• _What is needed_
For the entries below, the expected answer is the line with "row[WV_BASIS_DIM * k", the line with "let mean_abs_bnormal = r.mapv(f64::abs).mean().unwrap_or(0.0)", and every line between them, exactly as written, and nothing more.

Collected data

▬▬▬

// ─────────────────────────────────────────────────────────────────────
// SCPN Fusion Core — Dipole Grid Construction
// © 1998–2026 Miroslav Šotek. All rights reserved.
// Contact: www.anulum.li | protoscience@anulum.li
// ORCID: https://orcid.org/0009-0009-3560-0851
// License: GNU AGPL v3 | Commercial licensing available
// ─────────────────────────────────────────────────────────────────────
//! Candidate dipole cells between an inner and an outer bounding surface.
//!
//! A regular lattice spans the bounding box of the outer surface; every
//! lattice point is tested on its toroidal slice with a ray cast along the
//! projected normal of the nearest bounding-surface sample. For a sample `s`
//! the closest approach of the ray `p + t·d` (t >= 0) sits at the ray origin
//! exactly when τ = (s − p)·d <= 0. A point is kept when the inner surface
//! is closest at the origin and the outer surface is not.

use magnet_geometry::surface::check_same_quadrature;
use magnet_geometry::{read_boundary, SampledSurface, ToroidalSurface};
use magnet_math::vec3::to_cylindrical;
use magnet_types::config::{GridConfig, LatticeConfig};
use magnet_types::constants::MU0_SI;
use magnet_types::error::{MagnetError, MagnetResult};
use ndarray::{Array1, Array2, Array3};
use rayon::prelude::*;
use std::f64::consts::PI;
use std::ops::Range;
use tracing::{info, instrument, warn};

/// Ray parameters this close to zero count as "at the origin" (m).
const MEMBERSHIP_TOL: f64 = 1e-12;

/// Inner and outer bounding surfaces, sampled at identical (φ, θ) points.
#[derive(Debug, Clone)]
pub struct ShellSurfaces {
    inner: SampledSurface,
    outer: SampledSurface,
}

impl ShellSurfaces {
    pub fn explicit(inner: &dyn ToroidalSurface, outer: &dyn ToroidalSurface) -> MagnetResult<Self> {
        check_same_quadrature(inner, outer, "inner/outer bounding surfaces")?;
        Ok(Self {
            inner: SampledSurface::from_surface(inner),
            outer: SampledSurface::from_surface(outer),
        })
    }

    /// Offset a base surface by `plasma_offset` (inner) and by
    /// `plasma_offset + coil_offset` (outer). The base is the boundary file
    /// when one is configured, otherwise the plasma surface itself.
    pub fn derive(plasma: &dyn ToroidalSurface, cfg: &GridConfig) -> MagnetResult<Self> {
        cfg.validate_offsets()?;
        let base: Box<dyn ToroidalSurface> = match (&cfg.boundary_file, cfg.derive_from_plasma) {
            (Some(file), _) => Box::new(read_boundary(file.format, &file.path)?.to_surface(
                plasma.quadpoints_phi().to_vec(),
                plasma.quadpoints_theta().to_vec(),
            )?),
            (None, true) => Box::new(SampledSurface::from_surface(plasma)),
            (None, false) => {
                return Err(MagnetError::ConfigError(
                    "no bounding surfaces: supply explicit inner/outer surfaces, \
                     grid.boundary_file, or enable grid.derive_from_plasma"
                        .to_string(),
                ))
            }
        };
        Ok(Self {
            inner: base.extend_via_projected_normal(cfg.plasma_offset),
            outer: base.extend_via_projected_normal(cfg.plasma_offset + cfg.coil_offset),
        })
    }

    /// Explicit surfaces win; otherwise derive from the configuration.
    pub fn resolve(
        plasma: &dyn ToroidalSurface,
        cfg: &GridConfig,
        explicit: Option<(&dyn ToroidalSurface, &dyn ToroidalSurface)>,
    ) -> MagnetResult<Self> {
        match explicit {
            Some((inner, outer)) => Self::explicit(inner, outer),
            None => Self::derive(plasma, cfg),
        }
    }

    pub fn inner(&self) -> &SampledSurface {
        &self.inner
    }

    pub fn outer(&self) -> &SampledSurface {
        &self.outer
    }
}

▬▬▬

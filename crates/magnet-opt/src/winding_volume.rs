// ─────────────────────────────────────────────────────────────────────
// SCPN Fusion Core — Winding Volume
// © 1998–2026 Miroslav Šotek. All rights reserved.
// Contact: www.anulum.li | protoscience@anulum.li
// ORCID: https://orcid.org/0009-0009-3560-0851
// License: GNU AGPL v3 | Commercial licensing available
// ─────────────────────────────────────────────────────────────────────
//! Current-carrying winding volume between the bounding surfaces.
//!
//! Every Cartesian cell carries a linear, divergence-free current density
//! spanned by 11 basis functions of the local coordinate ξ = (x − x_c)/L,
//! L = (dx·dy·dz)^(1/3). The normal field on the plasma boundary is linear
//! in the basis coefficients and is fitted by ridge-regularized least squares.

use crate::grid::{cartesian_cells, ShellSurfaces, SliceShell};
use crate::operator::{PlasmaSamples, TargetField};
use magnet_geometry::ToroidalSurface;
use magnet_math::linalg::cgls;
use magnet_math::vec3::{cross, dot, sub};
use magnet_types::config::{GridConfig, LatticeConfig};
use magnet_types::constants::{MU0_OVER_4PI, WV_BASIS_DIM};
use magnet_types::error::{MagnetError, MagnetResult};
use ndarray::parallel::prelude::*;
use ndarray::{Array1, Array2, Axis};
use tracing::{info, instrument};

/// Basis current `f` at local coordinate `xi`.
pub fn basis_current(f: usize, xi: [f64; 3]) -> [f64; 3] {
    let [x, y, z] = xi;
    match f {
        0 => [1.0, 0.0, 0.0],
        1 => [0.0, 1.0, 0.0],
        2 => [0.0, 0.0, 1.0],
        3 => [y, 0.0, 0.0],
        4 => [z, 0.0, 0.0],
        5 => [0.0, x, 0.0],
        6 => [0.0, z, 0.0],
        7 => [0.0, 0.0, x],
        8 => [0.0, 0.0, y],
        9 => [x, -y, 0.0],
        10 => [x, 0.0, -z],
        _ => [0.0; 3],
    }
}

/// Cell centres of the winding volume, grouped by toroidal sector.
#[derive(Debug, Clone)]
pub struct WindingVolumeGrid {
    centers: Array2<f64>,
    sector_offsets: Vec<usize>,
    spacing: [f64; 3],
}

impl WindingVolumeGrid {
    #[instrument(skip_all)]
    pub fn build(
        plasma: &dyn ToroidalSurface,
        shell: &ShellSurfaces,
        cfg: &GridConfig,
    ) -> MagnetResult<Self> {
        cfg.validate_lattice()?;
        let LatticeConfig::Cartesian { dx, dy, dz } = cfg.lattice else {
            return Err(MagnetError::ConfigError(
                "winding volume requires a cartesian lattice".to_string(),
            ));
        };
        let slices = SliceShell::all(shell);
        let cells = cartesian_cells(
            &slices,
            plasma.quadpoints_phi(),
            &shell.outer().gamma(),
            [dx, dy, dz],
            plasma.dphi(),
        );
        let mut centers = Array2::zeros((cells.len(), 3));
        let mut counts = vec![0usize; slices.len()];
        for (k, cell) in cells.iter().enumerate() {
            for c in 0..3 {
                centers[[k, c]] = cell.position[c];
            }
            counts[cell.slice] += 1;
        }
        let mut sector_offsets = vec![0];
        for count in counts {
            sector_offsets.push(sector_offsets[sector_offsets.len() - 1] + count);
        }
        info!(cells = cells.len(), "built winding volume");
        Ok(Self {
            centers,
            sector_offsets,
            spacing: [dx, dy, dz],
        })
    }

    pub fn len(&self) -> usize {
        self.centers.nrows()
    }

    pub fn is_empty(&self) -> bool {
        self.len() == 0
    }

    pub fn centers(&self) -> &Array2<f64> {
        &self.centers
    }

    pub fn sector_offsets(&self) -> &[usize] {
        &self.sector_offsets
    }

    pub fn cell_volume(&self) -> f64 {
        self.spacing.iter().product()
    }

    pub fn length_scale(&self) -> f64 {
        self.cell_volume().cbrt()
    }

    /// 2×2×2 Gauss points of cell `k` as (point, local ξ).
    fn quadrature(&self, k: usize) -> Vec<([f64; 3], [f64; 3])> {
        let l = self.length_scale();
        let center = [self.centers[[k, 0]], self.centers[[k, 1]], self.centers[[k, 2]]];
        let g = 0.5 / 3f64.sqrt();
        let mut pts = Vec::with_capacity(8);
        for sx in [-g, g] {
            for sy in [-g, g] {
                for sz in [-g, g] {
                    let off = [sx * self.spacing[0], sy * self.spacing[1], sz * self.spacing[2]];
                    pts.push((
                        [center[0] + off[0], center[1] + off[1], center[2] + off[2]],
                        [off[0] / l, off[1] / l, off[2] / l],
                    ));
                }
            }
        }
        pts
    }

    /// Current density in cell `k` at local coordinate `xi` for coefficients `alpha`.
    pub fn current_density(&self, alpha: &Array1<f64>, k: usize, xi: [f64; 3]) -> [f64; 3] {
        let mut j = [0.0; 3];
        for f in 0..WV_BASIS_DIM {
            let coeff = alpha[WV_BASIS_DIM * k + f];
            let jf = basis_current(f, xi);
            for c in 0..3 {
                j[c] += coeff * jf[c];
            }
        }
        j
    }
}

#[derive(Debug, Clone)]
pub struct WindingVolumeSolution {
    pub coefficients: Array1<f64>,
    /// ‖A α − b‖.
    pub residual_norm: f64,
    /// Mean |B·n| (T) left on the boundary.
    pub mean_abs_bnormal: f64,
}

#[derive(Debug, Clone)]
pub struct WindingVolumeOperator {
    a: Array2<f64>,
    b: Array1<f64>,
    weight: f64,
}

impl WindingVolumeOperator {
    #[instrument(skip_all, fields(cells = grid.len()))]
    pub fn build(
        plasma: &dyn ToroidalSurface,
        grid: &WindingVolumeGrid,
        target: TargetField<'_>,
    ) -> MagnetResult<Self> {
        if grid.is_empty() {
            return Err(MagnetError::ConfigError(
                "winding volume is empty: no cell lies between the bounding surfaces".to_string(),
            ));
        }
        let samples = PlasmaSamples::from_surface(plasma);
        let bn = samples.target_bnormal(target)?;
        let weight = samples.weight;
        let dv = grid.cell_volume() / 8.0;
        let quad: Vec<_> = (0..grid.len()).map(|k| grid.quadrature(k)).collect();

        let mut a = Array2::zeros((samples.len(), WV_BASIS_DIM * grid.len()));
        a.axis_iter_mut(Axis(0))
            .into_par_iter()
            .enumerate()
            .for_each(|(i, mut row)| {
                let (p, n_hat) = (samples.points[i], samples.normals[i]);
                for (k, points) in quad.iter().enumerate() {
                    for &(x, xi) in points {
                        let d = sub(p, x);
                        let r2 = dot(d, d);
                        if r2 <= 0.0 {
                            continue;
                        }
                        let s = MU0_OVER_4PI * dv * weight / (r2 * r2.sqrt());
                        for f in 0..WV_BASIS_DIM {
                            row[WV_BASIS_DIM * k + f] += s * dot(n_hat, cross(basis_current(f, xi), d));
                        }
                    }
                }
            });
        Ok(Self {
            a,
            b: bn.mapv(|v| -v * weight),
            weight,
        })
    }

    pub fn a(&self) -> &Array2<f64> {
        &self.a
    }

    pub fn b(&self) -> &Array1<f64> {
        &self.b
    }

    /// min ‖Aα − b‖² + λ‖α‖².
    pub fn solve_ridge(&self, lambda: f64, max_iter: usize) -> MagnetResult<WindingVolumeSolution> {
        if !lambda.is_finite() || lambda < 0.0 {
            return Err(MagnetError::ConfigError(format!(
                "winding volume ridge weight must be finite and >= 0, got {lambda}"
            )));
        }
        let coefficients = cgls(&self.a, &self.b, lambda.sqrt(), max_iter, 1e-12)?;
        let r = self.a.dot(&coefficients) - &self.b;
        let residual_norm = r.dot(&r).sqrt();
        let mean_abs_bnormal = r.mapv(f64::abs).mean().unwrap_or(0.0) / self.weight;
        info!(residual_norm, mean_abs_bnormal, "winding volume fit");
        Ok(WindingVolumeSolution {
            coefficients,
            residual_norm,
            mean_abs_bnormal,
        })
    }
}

▬▬▬

• _Answer space_
                            row[WV_BASIS_DIM * k + f] += s * dot(n_hat, cross(basis_current(f, xi), d));
                        }
                    }
                }
            });
        Ok(Self {
            a,
            b: bn.mapv(|v| -v * weight),
            weight,
        })
    }

    pub fn a(&self) -> &Array2<f64> {
        &self.a
    }

    pub fn b(&self) -> &Array1<f64> {
        &self.b
    }

    /// min ‖Aα − b‖² + λ‖α‖².
    pub fn solve_ridge(&self, lambda: f64, max_iter: usize) -> MagnetResult<WindingVolumeSolution> {
        if !lambda.is_finite() || lambda < 0.0 {
            return Err(MagnetError::ConfigError(format!(
                "winding volume ridge weight must be finite and >= 0, got {lambda}"
            )));
        }
        let coefficients = cgls(&self.a, &self.b, lambda.sqrt(), max_iter, 1e-12)?;
        let r = self.a.dot(&coefficients) - &self.b;
        let residual_norm = r.dot(&r).sqrt();
        let mean_abs_bnormal = r.mapv(f64::abs).mean().unwrap_or(0.0) / self.weight;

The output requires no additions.